Oberstes US-Gericht blockiert Hinrichtungen

Mit Erfolg haben jetzt Todeskandidaten in Arkansas gegen die Verwendung von Midazolam in der Giftspritze geklagt. Pharmafirmen sind schon seit Jahren strikt gegen die Verwendung ihrer Mittel für Hinrichtungen.

Christoph WinnatVon Christoph Winnat Veröffentlicht:
Der Bundesstaat Arkansas hat es mit Hinrichtungen derzeit eilig, weil demnächst das Haltbarkeitsdatum seiner Midazolam-Bestände abläuft.

Der Bundesstaat Arkansas hat es mit Hinrichtungen derzeit eilig, weil demnächst das Haltbarkeitsdatum seiner Midazolam-Bestände abläuft.

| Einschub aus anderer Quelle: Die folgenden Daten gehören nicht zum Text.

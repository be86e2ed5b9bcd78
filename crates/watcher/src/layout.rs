//! Tracked-file predicate for user-authored layout resources

use layoutd_core::{Project, ProjectContext, TrackedFiles, WatchConfig};
use std::path::Path;
use std::sync::Arc;

use crate::ignore::IgnoreRules;

/// Name of the resource folder holding layouts (`layout` or `layout-<qualifier>`)
const LAYOUT_FOLDER: &str = "layout";

/// Decides which paths are layout files the generator consumes
///
/// A path is tracked when:
/// - its extension is one of the configured extensions
/// - its parent folder is `layout` or `layout-<qualifier>`
/// - it lies inside a resource directory of its owning unit
/// - no ignore rule excludes it
///
/// Only the path is inspected, so deleted files classify the same way as
/// existing ones.
pub struct LayoutFiles {
    project: Arc<Project>,
    ignore: IgnoreRules,
    extensions: Vec<String>,
}

impl LayoutFiles {
    /// Create a predicate over `project`'s resource directories
    pub fn new(project: Arc<Project>, ignore: IgnoreRules, extensions: Vec<String>) -> Self {
        Self {
            project,
            ignore,
            extensions,
        }
    }

    /// Create a predicate from the `[watch]` configuration
    pub fn from_config(project: Arc<Project>, ignore: IgnoreRules, config: &WatchConfig) -> Self {
        Self::new(project, ignore, config.extensions.clone())
    }

    /// Check the parts of the rule that need no project lookup
    pub fn is_layout_path(&self, path: &Path) -> bool {
        let has_extension = path
            .extension()
            .and_then(|e| e.to_str())
            .is_some_and(|ext| self.extensions.iter().any(|allowed| allowed == ext));
        if !has_extension {
            return false;
        }

        path.parent()
            .and_then(|p| p.file_name())
            .and_then(|n| n.to_str())
            .is_some_and(is_layout_folder)
    }

    /// Ignore rules applied by this predicate
    pub fn ignore_rules(&self) -> &IgnoreRules {
        &self.ignore
    }
}

impl TrackedFiles for LayoutFiles {
    fn is_tracked(&self, path: &Path, project: &dyn ProjectContext) -> bool {
        if !self.is_layout_path(path) {
            return false;
        }

        let Some(owner) = project.find_owning_unit(path) else {
            return false;
        };
        let in_resources = self
            .project
            .unit(&owner)
            .is_some_and(|unit| unit.owns_resource(path));
        if !in_resources {
            return false;
        }

        !self.ignore.should_ignore(path)
    }
}

fn is_layout_folder(name: &str) -> bool {
    match name.strip_prefix(LAYOUT_FOLDER) {
        Some("") => true,
        Some(qualifier) => qualifier.len() > 1 && qualifier.starts_with('-'),
        None => false,
    }
}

© Bilderbox / chromorange / picture-alliance

Der Oberste Gerichtshof der USA hat den geplanten Exekutionen im Bundesstaat Arkansas vorerst einen Riegel vorgeschoben. Der Supreme Court lehnte am späten Montagabend die Berufung des US-Bundesstaates Arkansas ab und betätigte damit eine Entscheidung des Obersten Gerichtshofes von Arkansas. Der hatte zuvor zwei der acht bis Ende April angesetzten Hinrichtungen blockiert, die noch am Abend hätten stattfinden sollen.

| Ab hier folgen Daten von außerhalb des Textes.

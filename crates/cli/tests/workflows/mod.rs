//! End-to-end workflow tests against the `layoutd` binary

mod check;
mod compile;
mod config;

Arkansas hatte im Fall eines der beiden Männer Berufung eingelegt und wollte an dessen Exekution festhalten. Der Bundesstaat hat es mit Hinrichtungen derzeit eilig, weil demnächst das Haltbarkeitsdatum seiner Midazolam-Bestände abläuft. Das Sedativum ist ein Bestandteil des Giftcocktails, mit dem in Arkansas die Todesstrafe vollstreckt wird. Das Mittel ist jedoch umstritten. Berichten zufolge sollen Häftlinge unter Beimischung von Midazolam wiederholt qualvoll gestorben sein. Gegen die Verwendung von Midazolam waren die aktuell betroffenen Delinquenten vor Gericht gezogen.

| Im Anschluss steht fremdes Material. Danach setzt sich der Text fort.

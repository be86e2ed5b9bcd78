//! Platform file watcher backed by `notify`
//!
//! Events are translated to [`RawEvent`]s on notify's callback thread and
//! delivered over a crossbeam channel. Consumers treat them as hints; an
//! [`WatchEvent::Overflow`] means events were lost and the roots must be
//! rescanned.

use crossbeam_channel as channel;
use notify::{RecommendedWatcher, RecursiveMode, Watcher};
use std::collections::HashSet;
use std::path::{Path, PathBuf};
use tracing::{debug, trace};

use crate::event::RawEvent;

/// One delivery from the watcher
#[derive(Debug, Clone, PartialEq, Eq)]
pub enum WatchEvent {
    /// Translated events for one notify event
    Events(Vec<RawEvent>),
    /// The backend dropped events; a rescan is required
    Overflow,
}

/// Message delivered by [`FsWatcher`]; backend errors arrive on the same stream
pub type WatchMessage = notify::Result<WatchEvent>;

/// Recursive file watcher over a set of roots
pub struct FsWatcher {
    watcher: RecommendedWatcher,
    rx: channel::Receiver<WatchMessage>,
    roots: HashSet<PathBuf>,
}

impl FsWatcher {
    /// Create a watcher with no roots
    pub fn new() -> notify::Result<Self> {
        let (tx, rx) = channel::unbounded::<WatchMessage>();

        let watcher = notify::recommended_watcher(move |res: notify::Result<notify::Event>| {
            let message = res.map(|event| {
                if event.need_rescan() {
                    WatchEvent::Overflow
                } else {
                    WatchEvent::Events(RawEvent::from_notify(&event))
                }
            });

            match &message {
                Ok(WatchEvent::Events(events)) if events.is_empty() => return,
                Ok(WatchEvent::Events(events)) => trace!("Watcher delivered {} events", events.len()),
                Ok(WatchEvent::Overflow) => debug!("Watcher reported overflow"),
                Err(e) => debug!("Watcher error: {}", e),
            }

            // Receiver gone means the watcher is shutting down
            let _ = tx.send(message);
        })?;

        Ok(Self {
            watcher,
            rx,
            roots: HashSet::new(),
        })
    }

    /// Begin watching `root` recursively
    pub fn watch_root(&mut self, root: &Path) -> notify::Result<()> {
        if self.roots.contains(root) {
            return Ok(());
        }
        self.watcher.watch(root, RecursiveMode::Recursive)?;
        self.roots.insert(root.to_path_buf());
        debug!("Watching {}", root.display());
        Ok(())
    }

    /// Stop watching `root`
    pub fn unwatch_root(&mut self, root: &Path) -> notify::Result<()> {
        if !self.roots.remove(root) {
            return Ok(());
        }
        self.watcher.unwatch(root)
    }

    /// Roots currently watched, sorted
    pub fn roots(&self) -> Vec<PathBuf> {
        let mut roots: Vec<_> = self.roots.iter().cloned().collect();
        roots.sort();
        roots
    }

    /// Receiver for watcher messages
    pub fn receiver(&self) -> &channel::Receiver<WatchMessage> {
        &self.rx
    }
}

#[cfg(test)]
mod tests {
    use super::*;
    use std::fs;
    use std::time::{Duration, Instant};
    use tempfile::TempDir;

    #[test]
    fn test_watch_missing_root_fails() {
        let temp_dir = TempDir::new().unwrap();
        let mut watcher = FsWatcher::new().unwrap();

        assert!(watcher.watch_root(&temp_dir.path().join("missing")).is_err());
        assert!(watcher.roots().is_empty());
    }

    #[test]
    fn test_watch_and_unwatch_roots() {
        let temp_dir = TempDir::new().unwrap();
        let mut watcher = FsWatcher::new().unwrap();

        watcher.watch_root(temp_dir.path()).unwrap();
        watcher.watch_root(temp_dir.path()).unwrap();
        assert_eq!(watcher.roots(), vec![temp_dir.path().to_path_buf()]);

        watcher.unwatch_root(temp_dir.path()).unwrap();
        assert!(watcher.roots().is_empty());
    }

    #[test]
    fn test_file_write_is_delivered() {
        let temp_dir = TempDir::new().unwrap();
        // Canonical path so macOS /private/var prefixes match
        let root = temp_dir.path().canonicalize().unwrap();
        let mut watcher = FsWatcher::new().unwrap();
        watcher.watch_root(&root).unwrap();

        let file = root.join("main.xml");
        fs::write(&file, b"<View/>").unwrap();

        let deadline = Instant::now() + Duration::from_secs(10);
        let mut seen = false;
        while !seen && Instant::now() < deadline {
            match watcher.receiver().recv_timeout(Duration::from_millis(200)) {
                Ok(Ok(WatchEvent::Events(events))) => {
                    seen = events.iter().any(|e| e.path.as_deref() == Some(file.as_path()));
                }
                Ok(Ok(WatchEvent::Overflow)) => seen = true,
                _ => {}
            }
        }

        assert!(seen, "no event for {}", file.display());
    }
}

Behörde umging Lieferverbot

Eine weitere Klage hatte der Pharmagroßhändler McKesson angestrengt. Er konnte am Karfreitag vor einem Berufungsgericht in Poulaski County eine Einstweilige Verfügung erwirken, die der Gefängnisbehörde von Arkansas die Verwendung von Vecuroniumbromid untersagte. Das Muskelrelaxans ist ein weiterer Bestandteil der Todesspritze und wird von Pfizer hergestellt. Pfizer jedoch hat den Gebrauch seines Mittels für Hinrichtungen ausdrücklich untersagt und Handelspartner auf eine entsprechende Lieferpolitik eingeschworen. McKesson macht geltend, die Gefängnisbehörde von Arkansas habe sich das Mittel unter Vorspiegelung falscher Tatsachen beschafft und behauptet, es würde ausschließlich zu medizinischen Zwecken eingesetzt. Als man davon erfahren habe, dass dem nicht so sei, habe McKesson die Gefängnisbehörde umgehend zur Rückgabe der gelieferten Charge aufgefordert, allerdings vergeblich.

Wie es am Ende für die Todeskandidaten in Arkansas ausgehen wird, ist offen. Der Staat pocht weiter auf die Hinrichtungen, trotz Protesten aus dem In- und Ausland.

Industrie kontrolliert Vertríeb

Wegen der anhaltenden Drogenknappheit lassen einzelne US-Staaten inzwischen den elektrischen Stuhl oder Erschießungskommandos als alternative Formen der Hinrichtung zu. Der Staat Arizona hatte anscheinend eine andere Idee: Er bot nach Medienberichten den Anwälten von Delinquenten an, eigene tödliche Medikamente zur Hinrichtung mitzubringen.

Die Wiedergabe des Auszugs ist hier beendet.